MATERIALS PROVIDED START

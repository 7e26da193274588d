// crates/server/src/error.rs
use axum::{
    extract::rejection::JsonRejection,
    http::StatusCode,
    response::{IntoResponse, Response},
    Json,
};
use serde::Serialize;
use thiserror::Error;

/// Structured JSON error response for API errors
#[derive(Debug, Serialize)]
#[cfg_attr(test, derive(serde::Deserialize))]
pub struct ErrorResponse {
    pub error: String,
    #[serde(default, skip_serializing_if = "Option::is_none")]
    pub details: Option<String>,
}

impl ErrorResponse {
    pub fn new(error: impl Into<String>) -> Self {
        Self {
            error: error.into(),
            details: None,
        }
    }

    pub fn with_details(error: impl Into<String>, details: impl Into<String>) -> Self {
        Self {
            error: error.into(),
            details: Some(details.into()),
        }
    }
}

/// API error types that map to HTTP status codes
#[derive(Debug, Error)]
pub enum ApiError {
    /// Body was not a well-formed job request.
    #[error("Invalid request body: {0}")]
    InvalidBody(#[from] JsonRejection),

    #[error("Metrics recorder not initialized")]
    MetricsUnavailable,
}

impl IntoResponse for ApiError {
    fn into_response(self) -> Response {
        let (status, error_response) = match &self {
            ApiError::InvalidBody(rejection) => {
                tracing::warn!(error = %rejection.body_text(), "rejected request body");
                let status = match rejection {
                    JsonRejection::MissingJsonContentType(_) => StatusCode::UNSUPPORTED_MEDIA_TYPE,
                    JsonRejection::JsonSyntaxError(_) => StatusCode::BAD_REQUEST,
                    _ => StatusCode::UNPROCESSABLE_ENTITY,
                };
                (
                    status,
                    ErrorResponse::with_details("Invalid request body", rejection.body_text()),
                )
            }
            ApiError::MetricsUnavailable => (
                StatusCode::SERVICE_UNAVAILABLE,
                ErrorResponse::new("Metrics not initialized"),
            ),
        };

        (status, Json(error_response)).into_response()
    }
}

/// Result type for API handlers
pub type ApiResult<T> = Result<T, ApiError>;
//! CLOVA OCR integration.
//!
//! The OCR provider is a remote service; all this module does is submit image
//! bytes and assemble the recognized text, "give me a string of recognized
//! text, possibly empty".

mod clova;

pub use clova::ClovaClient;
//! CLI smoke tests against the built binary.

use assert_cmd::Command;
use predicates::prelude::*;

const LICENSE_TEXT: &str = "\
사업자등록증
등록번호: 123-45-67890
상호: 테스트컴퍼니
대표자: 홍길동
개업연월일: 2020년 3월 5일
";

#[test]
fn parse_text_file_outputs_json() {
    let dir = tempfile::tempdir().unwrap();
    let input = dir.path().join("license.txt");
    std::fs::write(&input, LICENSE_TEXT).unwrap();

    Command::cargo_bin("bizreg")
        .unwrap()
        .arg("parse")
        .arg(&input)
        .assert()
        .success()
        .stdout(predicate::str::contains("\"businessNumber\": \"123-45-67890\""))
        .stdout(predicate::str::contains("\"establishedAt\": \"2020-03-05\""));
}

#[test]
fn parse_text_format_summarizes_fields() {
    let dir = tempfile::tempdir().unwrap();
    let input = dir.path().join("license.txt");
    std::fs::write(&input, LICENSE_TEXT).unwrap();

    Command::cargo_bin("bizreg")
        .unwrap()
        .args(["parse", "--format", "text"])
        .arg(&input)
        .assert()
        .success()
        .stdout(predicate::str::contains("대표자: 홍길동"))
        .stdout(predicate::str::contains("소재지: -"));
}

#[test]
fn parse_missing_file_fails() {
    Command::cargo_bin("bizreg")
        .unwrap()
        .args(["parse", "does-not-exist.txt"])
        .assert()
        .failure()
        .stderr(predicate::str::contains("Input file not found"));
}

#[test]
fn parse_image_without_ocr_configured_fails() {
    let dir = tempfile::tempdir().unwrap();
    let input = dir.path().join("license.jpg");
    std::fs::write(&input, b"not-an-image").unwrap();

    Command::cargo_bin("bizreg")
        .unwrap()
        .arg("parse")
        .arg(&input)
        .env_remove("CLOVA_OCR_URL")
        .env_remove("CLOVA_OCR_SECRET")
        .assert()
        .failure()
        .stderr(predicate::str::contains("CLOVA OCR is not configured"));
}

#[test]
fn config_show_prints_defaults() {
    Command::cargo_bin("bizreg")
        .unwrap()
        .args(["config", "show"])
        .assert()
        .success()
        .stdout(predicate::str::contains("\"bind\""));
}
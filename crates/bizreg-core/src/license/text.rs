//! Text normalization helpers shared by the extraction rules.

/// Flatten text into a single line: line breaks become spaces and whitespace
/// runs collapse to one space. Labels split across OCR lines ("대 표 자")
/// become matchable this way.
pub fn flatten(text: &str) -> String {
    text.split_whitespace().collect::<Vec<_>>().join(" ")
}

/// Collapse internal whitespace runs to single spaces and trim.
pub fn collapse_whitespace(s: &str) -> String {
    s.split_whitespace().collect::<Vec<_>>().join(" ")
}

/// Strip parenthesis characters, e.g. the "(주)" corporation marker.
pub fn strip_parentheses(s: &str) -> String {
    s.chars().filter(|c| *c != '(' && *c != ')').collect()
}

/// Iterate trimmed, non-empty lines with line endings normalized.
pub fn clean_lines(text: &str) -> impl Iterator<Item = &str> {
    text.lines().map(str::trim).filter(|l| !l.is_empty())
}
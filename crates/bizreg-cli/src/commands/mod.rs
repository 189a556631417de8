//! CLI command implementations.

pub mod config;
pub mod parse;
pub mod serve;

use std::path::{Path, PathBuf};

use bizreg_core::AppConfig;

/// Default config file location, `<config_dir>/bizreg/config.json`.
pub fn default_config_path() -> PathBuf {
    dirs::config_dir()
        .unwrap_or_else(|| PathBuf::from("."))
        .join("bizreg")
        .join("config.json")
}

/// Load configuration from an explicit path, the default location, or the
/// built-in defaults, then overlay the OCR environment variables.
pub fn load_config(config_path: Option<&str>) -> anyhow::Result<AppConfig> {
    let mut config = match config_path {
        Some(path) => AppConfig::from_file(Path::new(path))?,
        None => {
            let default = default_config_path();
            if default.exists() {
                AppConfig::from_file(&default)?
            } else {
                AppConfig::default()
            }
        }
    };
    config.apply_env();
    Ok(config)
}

MATERIALS PROVIDED END

**PROMPT:** From the very first line of the records down to the line with "#[derive(Debug, Serialize)]", please write out each line exactly, including both ends and no other lines.

**EXERCISE RESULT:**
repository 7e26da193274588d
// crates/server/src/error.rs
use axum::{
    extract::rejection::JsonRejection,
    http::StatusCode,
    response::{IntoResponse, Response},
    Json,
};
use serde::Serialize;
use thiserror::Error;

/// Structured JSON error response for API errors
#[derive(Debug, Serialize)]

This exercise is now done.